The image is subdivided and tiles are randomly paired and swapped. New logics are formed, and the misalignment is either heightened or imperceptable: streets find new connections, houses have different neighbors, and water has unfamiliar shores.
When panning through areas of overwhelming sameness, difference arrives as a surprise — not at the perimeter of the overall map, but suddenly at an unexpected internal edge.

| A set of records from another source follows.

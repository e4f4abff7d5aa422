//! Allocation handles and their lifetime protocol.
//!
//! An [`Allocation`] is what callers hold while they own a piece of device
//! memory. Dropping it returns the memory. Besides the usual accessors it
//! carries two pieces of machinery:
//!
//! - A reference-counted map state. Mapping an allocation maps its whole
//!   backing block at most once, no matter how many allocations in the
//!   block are mapped; the pointer handed out is offset into that shared
//!   mapping. Allocations created with the `MAPPED` flag hold one
//!   persistent reference from birth to drop.
//! - The *lost* protocol. An allocation created with `CAN_BECOME_LOST`
//!   advertises the last frame it was used in ([`Allocation::touch`]) and
//!   may be retired by the allocator to make room once it has gone unused
//!   for longer than the configured frame window. A retired (lost)
//!   allocation keeps its handle alive, but reads as size 0, cannot be
//!   mapped, and frees nothing when dropped. The transition is one-way and
//!   race-checked: eviction candidates are collected without any lock on
//!   the allocation, so the final transition re-validates the last-use
//!   frame with a compare-and-swap.

use crate::{
    allocator::Allocator,
    backend::{BlockHandle, ResourceHandle},
    align_down, align_up,
    block::MemoryBlock,
    metadata::SuballocationKind,
    pool::Pool,
    AllocationError, DeviceSize,
};
use std::{
    ptr::NonNull,
    sync::{
        atomic::{AtomicU32, Ordering},
        Arc, Weak,
    },
};

/// Sentinel value of `last_use_frame` marking a lost allocation.
pub(crate) const FRAME_INDEX_LOST: u32 = u32::MAX;

/// Lifetime state shared between an [`Allocation`] handle and the
/// suballocation record inside its block.
///
/// The block metadata needs to read and transition this state while the
/// handle is owned elsewhere, which is why it lives behind an `Arc` rather
/// than inside the handle.
#[derive(Debug)]
pub(crate) struct AllocationState {
    /// Frame index of the most recent touch, or [`FRAME_INDEX_LOST`].
    last_use_frame: AtomicU32,
    can_become_lost: bool,
}

impl AllocationState {
    pub fn new(current_frame: u32, can_become_lost: bool) -> Self {
        AllocationState {
            last_use_frame: AtomicU32::new(current_frame),
            can_become_lost,
        }
    }

    pub fn can_become_lost(&self) -> bool {
        self.can_become_lost
    }

    pub fn is_lost(&self) -> bool {
        self.can_become_lost && self.last_use_frame.load(Ordering::Acquire) == FRAME_INDEX_LOST
    }

    pub fn last_use_frame(&self) -> u32 {
        self.last_use_frame.load(Ordering::Acquire)
    }

    /// Marks the allocation as used in `current_frame`.
    ///
    /// Returns `false` if the allocation was already lost. For allocations
    /// that cannot become lost this is a plain store; otherwise it is a CAS
    /// loop so a concurrent lost transition is never overwritten.
    pub fn touch(&self, current_frame: u32) -> bool {
        if !self.can_become_lost {
            self.last_use_frame.store(current_frame, Ordering::Release);
            return true;
        }

        let mut last_use = self.last_use_frame.load(Ordering::Acquire);
        loop {
            if last_use == FRAME_INDEX_LOST {
                return false;
            }
            if last_use == current_frame {
                return true;
            }

            match self.last_use_frame.compare_exchange_weak(
                last_use,
                current_frame,
                Ordering::AcqRel,
                Ordering::Acquire,
            ) {
                Ok(_) => return true,
                Err(observed) => last_use = observed,
            }
        }
    }

    /// Attempts the one-way transition to lost.
    ///
    /// Succeeds only if the allocation has not been touched for more than
    /// `frame_in_use_count` frames and no other thread lost it first. On
    /// failure nothing changes and the caller must redo its search.
    pub fn try_make_lost(&self, current_frame: u32, frame_in_use_count: u32) -> bool {
        debug_assert!(self.can_become_lost);

        let mut last_use = self.last_use_frame.load(Ordering::Acquire);
        loop {
            if last_use == FRAME_INDEX_LOST {
                return false;
            }
            // 64-bit so a frame window near u32::MAX cannot wrap.
            if last_use as u64 + frame_in_use_count as u64 >= current_frame as u64 {
                return false;
            }

            match self.last_use_frame.compare_exchange_weak(
                last_use,
                FRAME_INDEX_LOST,
                Ordering::AcqRel,
                Ordering::Acquire,
            ) {
                Ok(_) => return true,
                Err(observed) => last_use = observed,
            }
        }
    }
}

/// Where an allocation's bytes live.
#[derive(Debug)]
enum AllocParent {
    /// Carved out of a block shared with other allocations.
    Block {
        allocator: Arc<Allocator>,
        /// Keeps custom pools alive while they have live allocations, and
        /// routes the free back to the right block list.
        pool: Option<Arc<Pool>>,
        /// Weak so an evicted block can be returned to the backend while
        /// lost handles still exist.
        block: Weak<MemoryBlock>,
        offset: DeviceSize,
        token: usize,
    },
    /// Exclusively owns a whole backend block.
    Dedicated {
        allocator: Arc<Allocator>,
        id: u64,
        memory: BlockHandle,
        mapped_ptr: Option<NonNull<u8>>,
    },
}

/// One live device-memory allocation. Frees itself on drop.
#[derive(Debug)]
pub struct Allocation {
    size: DeviceSize,
    alignment: DeviceSize,
    memory_type_index: u32,
    kind: SuballocationKind,
    state: Arc<AllocationState>,
    /// Outstanding `map` calls by the holder of this handle.
    map_refs: u32,
    /// Created pre-mapped; one block map reference is held until drop.
    persistent_map: bool,
    user_data: Option<u64>,
    parent: AllocParent,
}

// SAFETY: The mapped pointer is only holding a device mapping valid for the
// lifetime of the backing block; it is never dereferenced by this crate, and
// the backend contract makes the mapping usable from any thread.
unsafe impl Send for Allocation {}
unsafe impl Sync for Allocation {}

Tile Swap is built as a 2D-canvas element on top of a hidden webGL-canvas element from Mapbox. In having two separate canvases, panning is tracked in one while the modified representation is shown in the other. The Mapbox canvas provides the original tiles which are drawn to the 2D canvas as an image. getImageData() is then used to return pixel arrays at each grid point. The pixels in one subdivison are swapped with its randomized pair. The original mapbox canvas is hidden overtop the reshuffled canvas with an opacity of O.
Next Steps:
- Add functionality for users to enter a custom location and change grid size
- Explore whether tiles can be cut and reorganized along street centerlines
- Use machine learning to explore blending the edges of tiles to create a new ‘place’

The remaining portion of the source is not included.